++++ Raw data ++++

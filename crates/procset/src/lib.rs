// Copyright The CoSim Authors
// SPDX-License-Identifier: Apache-2.0

//! Processor sets represented as sorted vectors of half-open intervals.
//!
//! A [`ProcSet`] models the processor identifiers a job holds on a socket.
//! Sets at cluster scale are sparse runs of consecutive core IDs, so the
//! representation favors interval runs over per-core bitmaps; all set
//! operations are linear merges over the runs of both operands.
//!
//! The textual form uses inclusive endpoints, matching the workload trace
//! format: `"0-3 8-11"` is cores 0,1,2,3,8,9,10,11 and a single core is
//! written without a dash.

use std::fmt;
use std::ops::RangeInclusive;
use std::str::FromStr;

pub mod error;

pub use error::Error;

/// A half-open run `[lo, hi)` of consecutive processor IDs.
#[derive(Debug, Clone, Copy, PartialEq, Eq, PartialOrd, Ord, Hash)]
pub struct Interval {
    lo: u32,
    hi: u32,
}

impl Interval {
    /// First processor ID of the run.
    #[must_use]
    pub const fn lo(&self) -> u32 {
        self.lo
    }

    /// One past the last processor ID of the run.
    #[must_use]
    pub const fn hi(&self) -> u32 {
        self.hi
    }

    /// Number of processors in the run.
    #[must_use]
    pub const fn len(&self) -> usize {
        (self.hi - self.lo) as usize
    }

    /// Whether the run is empty.
    #[must_use]
    pub const fn is_empty(&self) -> bool {
        self.lo >= self.hi
    }
}

impl fmt::Display for Interval {
    fn fmt(&self, f: &mut fmt::Formatter<'_>) -> fmt::Result {
        if self.hi - self.lo == 1 {
            write!(f, "{}", self.lo)
        } else {
            write!(f, "{}-{}", self.lo, self.hi - 1)
        }
    }
}

/// A set of processor IDs stored as sorted, disjoint, non-adjacent runs.
#[derive(Debug, Clone, Default, PartialEq, Eq, Hash)]
pub struct ProcSet {
    runs: Vec<Interval>,
}

impl ProcSet {
    /// The empty set.
    #[must_use]
    pub const fn new() -> Self {
        Self { runs: Vec::new() }
    }

    /// Builds a set covering the inclusive range `lo..=hi`.
    ///
    /// Fails with [`Error::InvalidInterval`] when `lo > hi`.
    pub fn from_bounds(lo: u32, hi: u32) -> Result<Self, Error> {
        if lo > hi {
            return Err(Error::InvalidInterval { lo, hi });
        }
        Ok(Self {
            runs: vec![Interval { lo, hi: hi + 1 }],
        })
    }

    /// Number of processors in the set.
    #[must_use]
    pub fn len(&self) -> usize {
        self.runs.iter().map(Interval::len).sum()
    }

    /// Whether the set holds no processors.
    #[must_use]
    pub fn is_empty(&self) -> bool {
        self.runs.is_empty()
    }

    /// Whether `proc_id` is a member of the set.
    #[must_use]
    pub fn contains(&self, proc_id: u32) -> bool {
        self.runs
            .binary_search_by(|run| {
                if run.hi <= proc_id {
                    std::cmp::Ordering::Less
                } else if run.lo > proc_id {
                    std::cmp::Ordering::Greater
                } else {
                    std::cmp::Ordering::Equal
                }
            })
            .is_ok()
    }

    /// The sorted runs of the set.
    pub fn intervals(&self) -> impl Iterator<Item = &Interval> {
        self.runs.iter()
    }

    /// The individual processor IDs of the set, in increasing order.
    pub fn iter(&self) -> impl Iterator<Item = u32> + '_ {
        self.runs.iter().flat_map(|run| run.lo..run.hi)
    }

    /// The `k` smallest processors of the set (all of them if `k` exceeds
    /// the set size).
    #[must_use]
    pub fn take(&self, k: usize) -> Self {
        let mut remaining = k;
        let mut runs = Vec::new();
        for run in &self.runs {
            if remaining == 0 {
                break;
            }
            let span = run.len().min(remaining);
            runs.push(Interval {
                lo: run.lo,
                hi: run.lo + span as u32,
            });
            remaining -= span;
        }
        Self { runs }
    }

    /// The union of `self` and `other`.
    #[must_use]
    pub fn union(&self, other: &Self) -> Self {
        let mut runs: Vec<Interval> = Vec::with_capacity(self.runs.len() + other.runs.len());
        let (mut i, mut j) = (0, 0);
        while i < self.runs.len() || j < other.runs.len() {
            let next = if j >= other.runs.len()
                || (i < self.runs.len() && self.runs[i].lo <= other.runs[j].lo)
            {
                let run = self.runs[i];
                i += 1;
                run
            } else {
                let run = other.runs[j];
                j += 1;
                run
            };
            match runs.last_mut() {
                // Overlapping or adjacent runs coalesce.
                Some(last) if next.lo <= last.hi => last.hi = last.hi.max(next.hi),
                _ => runs.push(next),
            }
        }
        Self { runs }
    }

    /// The processors of `self` that are not in `other`.
    #[must_use]
    pub fn difference(&self, other: &Self) -> Self {
        let mut runs = Vec::new();
        let mut j = 0;
        for run in &self.runs {
            let mut lo = run.lo;
            // Skip the cuts that end before this run starts.
            while j < other.runs.len() && other.runs[j].hi <= lo {
                j += 1;
            }
            let mut k = j;
            while lo < run.hi {
                if k >= other.runs.len() || other.runs[k].lo >= run.hi {
                    runs.push(Interval { lo, hi: run.hi });
                    break;
                }
                let cut = other.runs[k];
                if cut.lo > lo {
                    runs.push(Interval { lo, hi: cut.lo });
                }
                if cut.hi >= run.hi {
                    break;
                }
                lo = cut.hi;
                k += 1;
                // A cut may span several of our runs; re-examine it for the
                // next run instead of consuming it here.
            }
        }
        Self { runs }
    }

    /// The processors common to `self` and `other`.
    #[must_use]
    pub fn intersection(&self, other: &Self) -> Self {
        let mut runs = Vec::new();
        let (mut i, mut j) = (0, 0);
        while i < self.runs.len() && j < other.runs.len() {
            let (a, b) = (self.runs[i], other.runs[j]);
            let lo = a.lo.max(b.lo);
            let hi = a.hi.min(b.hi);
            if lo < hi {
                runs.push(Interval { lo, hi });
            }
            if a.hi <= b.hi {
                i += 1;
            } else {
                j += 1;
            }
        }
        Self { runs }
    }

    fn normalized(mut intervals: Vec<Interval>) -> Self {
        intervals.sort_by_key(|run| run.lo);
        let mut runs: Vec<Interval> = Vec::with_capacity(intervals.len());
        for next in intervals {
            match runs.last_mut() {
                Some(last) if next.lo <= last.hi => last.hi = last.hi.max(next.hi),
                _ => runs.push(next),
            }
        }
        Self { runs }
    }
}

impl From<RangeInclusive<u32>> for ProcSet {
    fn from(range: RangeInclusive<u32>) -> Self {
        let (lo, hi) = (*range.start(), *range.end());
        if lo > hi {
            return Self::new();
        }
        Self {
            runs: vec![Interval { lo, hi: hi + 1 }],
        }
    }
}

impl FromStr for ProcSet {
    type Err = Error;

    fn from_str(s: &str) -> Result<Self, Self::Err> {
        let mut intervals = Vec::new();
        for token in s.split_whitespace() {
            let (lo, hi) = match token.split_once('-') {
                Some((lo, hi)) => {
                    let lo = lo.parse::<u32>().map_err(|_| Error::Malformed {
                        token: token.to_owned(),
                    })?;
                    let hi = hi.parse::<u32>().map_err(|_| Error::Malformed {
                        token: token.to_owned(),
                    })?;
                    (lo, hi)
                }
                None => {
                    let core = token.parse::<u32>().map_err(|_| Error::Malformed {
                        token: token.to_owned(),
                    })?;
                    (core, core)
                }
            };
            if lo > hi {
                return Err(Error::InvalidInterval { lo, hi });
            }
            intervals.push(Interval { lo, hi: hi + 1 });
        }
        Ok(Self::normalized(intervals))
    }
}

impl fmt::Display for ProcSet {
    fn fmt(&self, f: &mut fmt::Formatter<'_>) -> fmt::Result {
        for (idx, run) in self.runs.iter().enumerate() {
            if idx > 0 {
                write!(f, " ")?;
            }
            write!(f, "{run}")?;
        }
        Ok(())
    }
}

#[cfg(test)]
mod tests {
    use super::*;

    fn set(s: &str) -> ProcSet {
        s.parse().expect("test set should parse")
    }

    #[test]
    fn parse_and_display_round_trip() {
        let ps = set("0-3 8-11 16");
        assert_eq!(ps.to_string(), "0-3 8-11 16");
        assert_eq!(ps.len(), 9);
    }

    #[test]
    fn parse_merges_overlapping_and_adjacent_tokens() {
        assert_eq!(set("0-3 4-7").to_string(), "0-7");
        assert_eq!(set("5-9 0-6").to_string(), "0-9");
    }

    #[test]
    fn parse_rejects_reversed_interval() {
        let err = "7-3".parse::<ProcSet>().unwrap_err();
        assert_eq!(err, Error::InvalidInterval { lo: 7, hi: 3 });
    }

    #[test]
    fn parse_rejects_garbage() {
        assert!(matches!(
            "1-x".parse::<ProcSet>().unwrap_err(),
            Error::Malformed { .. }
        ));
    }

    #[test]
    fn union_coalesces_runs() {
        let a = set("0-3 10-11");
        let b = set("4-5 11-12 20");
        assert_eq!(a.union(&b).to_string(), "0-5 10-12 20");
    }

    #[test]
    fn difference_splits_runs() {
        let a = set("0-9");
        let b = set("3-5 8");
        assert_eq!(a.difference(&b).to_string(), "0-2 6-7 9");
    }

    #[test]
    fn difference_cut_spanning_multiple_runs() {
        let a = set("0-3 5-8");
        let b = set("2-6");
        assert_eq!(a.difference(&b).to_string(), "0-1 7-8");
    }

    #[test]
    fn intersection_keeps_overlap_only() {
        let a = set("0-5 10-15");
        let b = set("4-11");
        assert_eq!(a.intersection(&b).to_string(), "4-5 10-11");
    }

    #[test]
    fn take_selects_smallest_cores() {
        let a = set("0-1 8-15");
        assert_eq!(a.take(4).to_string(), "0-1 8-9");
        assert_eq!(a.take(100), a);
        assert!(a.take(0).is_empty());
    }

    #[test]
    fn contains_uses_run_bounds() {
        let a = set("0-3 8-11");
        assert!(a.contains(0));
        assert!(a.contains(11));
        assert!(!a.contains(4));
        assert!(!a.contains(12));
    }

    #[test]
    fn release_then_reacquire_is_identity() {
        let free = set("0-15");
        let held = free.take(6);
        let rest = free.difference(&held);
        assert_eq!(rest.union(&held), free);
    }
}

++++

Task = Determine how many lines of the listing include the word "that" and report nothing but the number.

Exercise result = 2